Entre los diversos motivos del recurso, en primer lugar, destaca la ilegalidad manifiesta de la modificación de la Ley del Suelo de Cantabria en mayo de 2017, que facilitó la actividad minera en todo tipo de suelo rústico.

Esa modificación legislativa se aprobó con la única finalidad de dar expresa cobertura a una serie proyectos de explotación minera como el presente, a efectos de que puedan llevarse a cabo en todo tipo de suelo rústico de especial protección; es una norma ad hoc, para esquivar cualquier obstáculo, e incluso, para esquivar la doctrina de los tribunales, tanto del Tribunal Superior de Justicia de Cantabria como del Tribunal Supremo según la cual “la cuestión de la prevalencia de los intereses en juego debe abordarse al aprobar el otorgamiento del Permiso de Investigación”. Se puede considerar una desviación de poder, o cuando menos, arbitrariedad, y una norma carente de la necesaria motivación conforme a derecho.

Esta modificación legislativa no ha estado guiada por el interés público, ni ha respetado la Ordenación del Territorio, el Urbanismo o el Medio Ambiente.

En segundo lugar no se ha evaluado la compatibilidad de la actividad minera con el desarrollo social sostenible y la economía local.

Ni Cantábrica del Zinc, ni la Administración han tenido en consideración los efectos económicos y sociales que puede tener una actividad industrial y minera en las inmediaciones de un medio rural turístico como el del litoral Cantábrico y de toda el área afectada por la actividad turística generada por las Cuevas de Altamira y la localidad de Santillana del Mar.

Cantabria está bien posicionada como destino turístico y así lo avalan las cifras de entradas de turistas, por lo que el deterioro de la imagen asociado a la implantación de una industria extractiva en el entorno expuesto implicaría una modificación sustancial de la imagen turística.

El área del proyecto se extiende a través de seis municipios (Santillana del Mar, Suances, Torrelavega, Reocín, Cartes y Mazcuerras) con unas actividades económicas con alto riesgo de verse afectadas negativamente por la actividad minera, especialmente la actividad del sector primario, por la afección a suelos de alta capacidad de uso agrícola, y la del sector servicios relacionada con el turismo.

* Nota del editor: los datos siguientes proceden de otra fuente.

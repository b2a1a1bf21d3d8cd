use std::collections::HashMap;
use std::future::Future;
use std::panic::AssertUnwindSafe;
use std::sync::Arc;

use futures::FutureExt;
use futures::future::BoxFuture;
use parking_lot::Mutex;

use crate::error::Result;
use crate::provider::{ProviderUpdate, UpdateKind};
use crate::tools::bridge::panic_message;

pub type UpdateHandler = Arc<dyn Fn(ProviderUpdate) -> BoxFuture<'static, Result<()>> + Send + Sync>;

/// Observers of provider updates, keyed by update kind.
///
/// Registration may happen from any task. Dispatch works on a snapshot taken
/// before the first handler runs, and a failing handler does not stop the
/// ones after it.
#[derive(Default)]
pub struct UpdateHandlers {
    handlers: Mutex<HashMap<UpdateKind, Vec<UpdateHandler>>>,
}

impl std::fmt::Debug for UpdateHandlers {
    fn fmt(&self, f: &mut std::fmt::Formatter<'_>) -> std::fmt::Result {
        let counts: HashMap<UpdateKind, usize> = self
            .handlers
            .lock()
            .iter()
            .map(|(kind, list)| (*kind, list.len()))
            .collect();
        f.debug_struct("UpdateHandlers").field("handlers", &counts).finish()
    }
}

impl UpdateHandlers {
    #[must_use]
    pub fn new() -> Self {
        Self::default()
    }

    pub fn on<F, Fut>(&self, kind: UpdateKind, handler: F)
    where
        F: Fn(ProviderUpdate) -> Fut + Send + Sync + 'static,
        Fut: Future<Output = Result<()>> + Send + 'static,
    {
        let handler: UpdateHandler =
            Arc::new(move |update| -> BoxFuture<'static, Result<()>> { Box::pin(handler(update)) });
        self.handlers.lock().entry(kind).or_default().push(handler);
    }

    #[must_use]
    pub fn count(&self, kind: UpdateKind) -> usize {
        self.handlers.lock().get(&kind).map_or(0, Vec::len)
    }

    pub fn clear(&self) {
        self.handlers.lock().clear();
    }

    fn snapshot(&self, kind: UpdateKind) -> Vec<UpdateHandler> {
        self.handlers.lock().get(&kind).cloned().unwrap_or_default()
    }

    /// Run every handler registered for the update's kind, in registration order.
    pub async fn dispatch(&self, update: &ProviderUpdate) {
        let kind = update.kind();
        for handler in self.snapshot(kind) {
            let call = AssertUnwindSafe(async { handler(update.clone()).await });
            match call.catch_unwind().await {
                Ok(Ok(())) => {}
                Ok(Err(err)) => tracing::error!(%kind, "Update handler failed: {err}"),
                Err(panic) => {
                    tracing::error!(%kind, "Update handler panicked: {}", panic_message(panic.as_ref()));
                }
            }
        }
    }
}
use std::ops::{Deref, DerefMut};
use std::sync::Arc;

use parking_lot::Mutex;

const DEFAULT_MAX_IDLE: usize = 32;

/// Fixed-size byte buffers shared between readers.
///
/// Buffers go back to the pool when their [`PooledBuffer`] is dropped; at most
/// `max_idle` are retained, the rest are freed.
#[derive(Debug, Clone)]
pub struct BufferPool {
    inner: Arc<PoolInner>,
}

#[derive(Debug)]
struct PoolInner {
    buffer_size: usize,
    max_idle: usize,
    idle: Mutex<Vec<Box<[u8]>>>,
}

impl BufferPool {
    #[must_use]
    pub fn new(buffer_size: usize, max_idle: usize) -> Self {
        Self {
            inner: Arc::new(PoolInner {
                buffer_size: buffer_size.max(1),
                max_idle,
                idle: Mutex::new(Vec::new()),
            }),
        }
    }

    #[must_use]
    pub fn buffer_size(&self) -> usize {
        self.inner.buffer_size
    }

    /// Number of buffers currently waiting in the pool.
    #[must_use]
    pub fn idle(&self) -> usize {
        self.inner.idle.lock().len()
    }

    #[must_use]
    pub fn rent(&self) -> PooledBuffer {
        let buf = self
            .inner
            .idle
            .lock()
            .pop()
            .unwrap_or_else(|| vec![0; self.inner.buffer_size].into_boxed_slice());
        PooledBuffer {
            buf: Some(buf),
            pool: Arc::clone(&self.inner),
        }
    }
}

impl Default for BufferPool {
    fn default() -> Self {
        Self::new(super::DEFAULT_CHUNK_SIZE, DEFAULT_MAX_IDLE)
    }
}

/// A rented buffer; returns itself to the pool on drop.
#[derive(Debug)]
pub struct PooledBuffer {
    buf: Option<Box<[u8]>>,
    pool: Arc<PoolInner>,
}

impl PooledBuffer {
    pub fn as_mut_slice(&mut self) -> &mut [u8] {
        self.buf.as_deref_mut().unwrap_or_default()
    }
}

impl Deref for PooledBuffer {
    type Target = [u8];

    fn deref(&self) -> &[u8] {
        self.buf.as_deref().unwrap_or_default()
    }
}

impl DerefMut for PooledBuffer {
    fn deref_mut(&mut self) -> &mut [u8] {
        self.as_mut_slice()
    }
}

impl Drop for PooledBuffer {
    fn drop(&mut self) {
        let Some(buf) = self.buf.take() else {
            return;
        };
        let mut idle = self.pool.idle.lock();
        if idle.len() < self.pool.max_idle {
            idle.push(buf);
        }
    }
}
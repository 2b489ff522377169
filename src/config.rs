use std::{
    ffi::OsStr,
    io::{self, BufRead, Write},
    path::{Path, PathBuf},
};

/// Names starting with this character are hidden.
pub const HIDDEN_MARKER: char = '.';

/// Whether hidden entries are shown. Fixed at startup.
#[derive(Debug, Clone, Copy, PartialEq, Eq)]
pub struct Visibility {
    show_hidden: bool,
}

impl Visibility {
    pub fn new(show_hidden: bool) -> Self {
        Self { show_hidden }
    }

    pub fn show_hidden(&self) -> bool {
        self.show_hidden
    }

    /// Returns true if an entry with this name may be listed or archived.
    pub fn admits(&self, name: &OsStr) -> bool {
        self.show_hidden || !name.to_string_lossy().starts_with(HIDDEN_MARKER)
    }
}

/// Process-wide serving configuration, built once in `main` and shared
/// read-only with every handler.
#[derive(Debug, Clone)]
pub struct ServeConfig {
    root: PathBuf,
    visibility: Visibility,
}

impl ServeConfig {
    /// Canonicalizes `root` and checks that it is a directory.
    pub fn new(root: impl AsRef<Path>, show_hidden: bool) -> io::Result<Self> {
        let root = std::fs::canonicalize(root.as_ref())?;
        if !root.is_dir() {
            return Err(io::Error::new(
                io::ErrorKind::InvalidInput,
                format!("'{}' is not a directory", root.display()),
            ));
        }
        Ok(Self {
            root,
            visibility: Visibility::new(show_hidden),
        })
    }

    pub fn root(&self) -> &Path {
        &self.root
    }

    pub fn visibility(&self) -> Visibility {
        self.visibility
    }
}

/// Asks whether hidden files should be shown. Anything but `y`/`yes` means no,
/// including EOF.
pub fn prompt_show_hidden<R: BufRead, W: Write>(mut input: R, mut output: W) -> io::Result<bool> {
    write!(output, "Show hidden files (files starting with .)? [y/N]: ")?;
    output.flush()?;

    let mut answer = String::new();
    input.read_line(&mut answer)?;
    Ok(is_yes(&answer))
}

fn is_yes(answer: &str) -> bool {
    matches!(answer.trim().to_lowercase().as_str(), "y" | "yes")
}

Asimismo, en el área del proyecto de investigación se encuentra la Cueva de Altamira y su entorno preventivo, lo que deriva en un potencial daño al citado patrimonio cultural y la actividad socioeconómica generada por el mismo.

En Suances y Santillana del Mar el impacto negativo de dicho efecto alcanzaría potencialmente a 1.458 y 932 trabajadores, respectivamente. En total, en los dos municipios principalmente afectados por el proyecto de investigación se incrementaría la vulnerabilidad y probabilidad de desaparición de 2.390 empleos de manera directa.

Hay que tener en cuenta que las actividades extractivas tienen una capacidad de transformación física del medio extraordinaria y que comportan los impactos más importantes que pueden realizarse en el territorio.

El turismo es una actividad fuertemente dependiente de la calidad ambiental, la  cual ha servido de atracción de la demanda turística en la zona.

Llama la atención las declaraciones que han realizado tanto la empresa como el Gobierno de Cantabria, en el sentido de mostrar solo unos supuestos beneficios económicos y laborales, que se han llegado a cifrar en más de 2.000 nuevos empleos.

Sin embargo, las cifras tanto aportadas por la empresa como por el Gobierno de Cantabria sobre el impacto del proyecto minero son puramente especulativas. En el proyecto presentado la empresa señala que “todos los indicadores económicos son el resultado de un modelo conceptual basado solo en supuestos, por lo tanto, no refleja los posibles indicadores de un proyecto real soportado por los estudios de factibilidad”.

La anterior afirmación de la propia empresa ya indica que las cifras, aportadas tanto por la empresa como por el Gobierno de Cantabria sobre el impacto del proyecto minero, son puramente especulativas.